Seguace e collaboratore del padre fu Giovanni Maria Serpotta, nato a Palermo il 2 giugno 1708. Quarto figlio di Procopio e di Lucia Falbo, sposò Giuseppa Agrigento, da cui ebbe sette figli, due dei quali, Procopio e Giacomo, seguitarono con poco successo e per breve tempo l’attività di famiglia.
Nulla rimane della sua prima attività, svolta spesso al fianco del padre e poi anche del cognato Gaspare Firriolo: stucchi nell’oratorio del Nome di Gesù nel convento di S. Cita (1735) e nell’oratorio di S. Francesco di Paola (1738), nella cappella del Sacramento nella chiesa della Magione (1742), nei palazzi La Grua e Pantelleria (1743), e nelle chiese di S. Chiara (1749) e dei Tre Re (1750-52).

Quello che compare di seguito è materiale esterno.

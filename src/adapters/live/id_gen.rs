//! UUID-based ids for locking tokens and new rows.

use uuid::Uuid;

use crate::ports::IdGenerator;

/// Generates random v4 UUIDs.
#[derive(Debug, Default, Clone, Copy)]
pub struct UuidIdGenerator;

impl IdGenerator for UuidIdGenerator {
    fn generate_id(&self) -> String {
        Uuid::new_v4().to_string()
    }
}
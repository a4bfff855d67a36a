//! Port implementations.
//!
//! `live` talks to the real system (clock, UUIDs, disk). `memory` keeps
//! everything in process and counts writes; tests and dry runs use it.
//! The YAML-backed record and config store lives in [`crate::store`].

pub mod live;
pub mod memory;
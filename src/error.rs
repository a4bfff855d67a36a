//! Error taxonomy for number generation.

use thiserror::Error;

use crate::ports::PortError;

/// Errors raised while generating a number.
///
/// Every variant is terminal for the current generation; only the
/// uniqueness loop retries, and it surfaces [`NumberingError::UniquenessExhausted`]
/// once it gives up.
#[derive(Debug, Error)]
pub enum NumberingError {
    /// The numbering configuration is incomplete or inconsistent.
    #[error("numbering config is invalid: {0}")]
    ConfigInvalid(String),

    /// A directive body could not be parsed.
    #[error("malformed directive \"{directive}\": {reason}")]
    MalformedDirective {
        /// The offending template substring.
        directive: String,
        /// What was wrong with it.
        reason: String,
    },

    /// A `{param:N}` directive referenced a parameter that does not exist.
    #[error("parameter number is invalid => \"{index}\" ({supplied} supplied)")]
    ParamIndexInvalid {
        /// The requested 1-based index.
        index: i64,
        /// How many parameters were supplied.
        supplied: usize,
    },

    /// The template references more parameters than were supplied.
    #[error("param count mismatch: template references {referenced}, input has {supplied}")]
    ParamCountMismatch {
        /// Distinct parameter indices referenced by the template.
        referenced: usize,
        /// Parameters supplied by the caller.
        supplied: usize,
    },

    /// A referenced field is absent from the record image.
    #[error("missing value \"{field}\" in entity \"{entity}\"")]
    FieldMissing {
        /// Entity the lookup ran against.
        entity: String,
        /// The field that was absent.
        field: String,
    },

    /// A lookup chain continued through a value that is not a reference.
    #[error("field \"{0}\" is not a lookup")]
    NotALookup(String),

    /// Every attempt collided with an existing record.
    #[error("couldn't generate a unique string after {attempts} attempts => \"{last}\"")]
    UniquenessExhausted {
        /// The last candidate produced.
        last: String,
        /// Attempts made.
        attempts: u32,
    },

    /// The replacement-character rules could not be parsed.
    #[error("replacement characters config is invalid: {0}")]
    ReplacementRuleInvalid(String),

    /// Random token settings are degenerate.
    #[error("invalid random spec: {0}")]
    InvalidRandomSpec(String),

    /// Uniqueness validation was requested without a field or record to check.
    #[error("to generate a unique string, {0} must be specified")]
    MissingUniquenessTarget(&'static str),

    /// A collaborator (record store, config store, ...) failed.
    #[error("{port} failed: {source}")]
    Port {
        /// Name of the failing port.
        port: &'static str,
        /// Underlying error.
        #[source]
        source: PortError,
    },
}

impl NumberingError {
    /// Builds a [`NumberingError::MalformedDirective`].
    pub fn malformed(directive: impl Into<String>, reason: impl Into<String>) -> Self {
        Self::MalformedDirective { directive: directive.into(), reason: reason.into() }
    }
}

/// Attaches a port name to collaborator failures.
pub trait PortResultExt<T> {
    /// Converts a port error into [`NumberingError::Port`].
    ///
    /// # Errors
    ///
    /// Returns the wrapped error when `self` is `Err`.
    fn port(self, port: &'static str) -> Result<T, NumberingError>;
}

impl<T> PortResultExt<T> for Result<T, PortError> {
    #[inline]
    fn port(self, port: &'static str) -> Result<T, NumberingError> {
        self.map_err(|source| NumberingError::Port { port, source })
    }
}

#[cfg(test)]
mod tests {
    use super::*;

    #[test]
    fn exhausted_message_carries_last_candidate() {
        let err = NumberingError::UniquenessExhausted { last: "INV-0010".into(), attempts: 10 };
        assert!(err.to_string().contains("INV-0010"));
    }

    #[test]
    fn port_ext_wraps_source() {
        let result: Result<(), PortError> = Err("disk full".into());
        let err = result.port("config store").unwrap_err();
        assert_eq!(err.to_string(), "config store failed: disk full");
    }
}
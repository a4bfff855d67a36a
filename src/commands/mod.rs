//! Command dispatch and handlers.

pub mod backlog;
pub mod generate;
pub mod show;

use serde::Serialize;

use crate::cli::{BacklogCommand, Cli, Command};
use crate::context::ServiceContext;
use crate::select::ConfigSource;

/// How handlers print their results.
#[derive(Debug, Clone, Copy)]
pub struct Output {
    /// Print JSON instead of text.
    pub json: bool,
}

impl Output {
    /// Prints `value` as pretty JSON.
    ///
    /// # Errors
    ///
    /// Returns an error string if serialization fails.
    pub fn print_json<T: Serialize>(self, value: &T) -> Result<(), String> {
        let json = serde_json::to_string_pretty(value).map_err(|e| format!("failed to encode output: {e}"))?;
        println!("{json}");
        Ok(())
    }
}

/// Dispatch a parsed command to its handler over the store at `cli.store`.
///
/// # Errors
///
/// Returns an error string if the selected command handler fails.
pub fn dispatch(cli: &Cli) -> Result<(), String> {
    let ctx = ServiceContext::live(&cli.store);
    let output = Output { json: cli.json };

    match &cli.command {
        Command::Generate { configs, trigger, target } => {
            let source = match trigger {
                Some(trigger) => ConfigSource::Backlog(trigger.clone()),
                None => ConfigSource::Candidates(configs.clone()),
            };
            generate::run(&ctx, &source, "", target, output)
        }
        Command::Inline { raw, owner, target } => {
            generate::run(&ctx, &ConfigSource::Inline(raw.clone()), owner, target, output)
        }
        Command::Preview { config, target } => generate::preview(&ctx, config, target, output),
        Command::Show { config } => show::run(&cli.store, config.as_deref(), output),
        Command::Streams { config } => show::streams(&ctx, config, output),
        Command::Backlog { command: BacklogCommand::Allocate { config, trigger } } => {
            backlog::allocate(&ctx, config, trigger, output)
        }
    }
}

Dai primi anni Cinquanta adeguò alla ventata di rinnovamento di gusto barocchetto i moduli figurativi appresi dal padre e dal nonno. Lo dimostrano le sue opere conservatesi: volte del transetto nella chiesa di S. Caterina (1751), presbiteri della chiesa della Pietà e dell’oratorio di S. Stefano, con coppie di gradevoli angeloni svolazzanti (1755), sette classicheggianti statue di santi nella facciata della chiesa di S. Domenico, stucchi nelle chiese del Ss. Salvatore (1756-57) e della Badia Nuova (1758), sulla cui facciata nel 1762 inserì l’inedita statua della Madonna di Monteoliveto (ibid., Notaio Francesco Maria Magliocco, stanza 6, vol. 12981, c. 384).
L’ultima sua fatica, accanto ad altri stuccatori, fu la classicheggiante decorazione della chiesa di S. Giorgio in Kemonia, del 1772. Morì a Palermo nel 1787.
Fonti e Bibl.: Archivio di Stato di Palermo, Fondo notai defunti, Notaio Carlo Catania, stanza 1, vol. 2025, cc. 518, 638; Notaio Melchiorre Rotolo, stanza 4, vol. 239, c. 411; Notaio Stefano Sardo Fontana, stanza 3, vol. 2220, c. 292; Notaio Cristoforo Ragusa, stanza 4, vol. 4258, c. 594; Notaio Francesco Maria Magliocco, stanza 6, vol. 12981, c. 384.
F. Meli, Giacomo Serpotta. Vita ed opere, Palermo 1934; G. Davì, Procopio Serpotta, in Quaderni sul Neoclassico, IV (1978), pp. 9-35; D. Garstang, Giacomo Serpotta e i serpottiani stuccatori a Palermo, 1656-1790, Palermo 2006; G. Mendola, Per una biografia di Giacomo Serpotta, in S. Grasso et al., Giacomo Serpotta. Un gioco divino, Caltanissetta 2012, pp. 9-40; S. Grasso, Giacomo Serpotta. L’oratorio di San Mercurio e le prime esperienze di Giacomo Serpotta (1677-1684), in S. Grasso et al., Gli oratori di San Mercurio e del Carminello a Palermo, Leonforte 2014, pp. 37-47.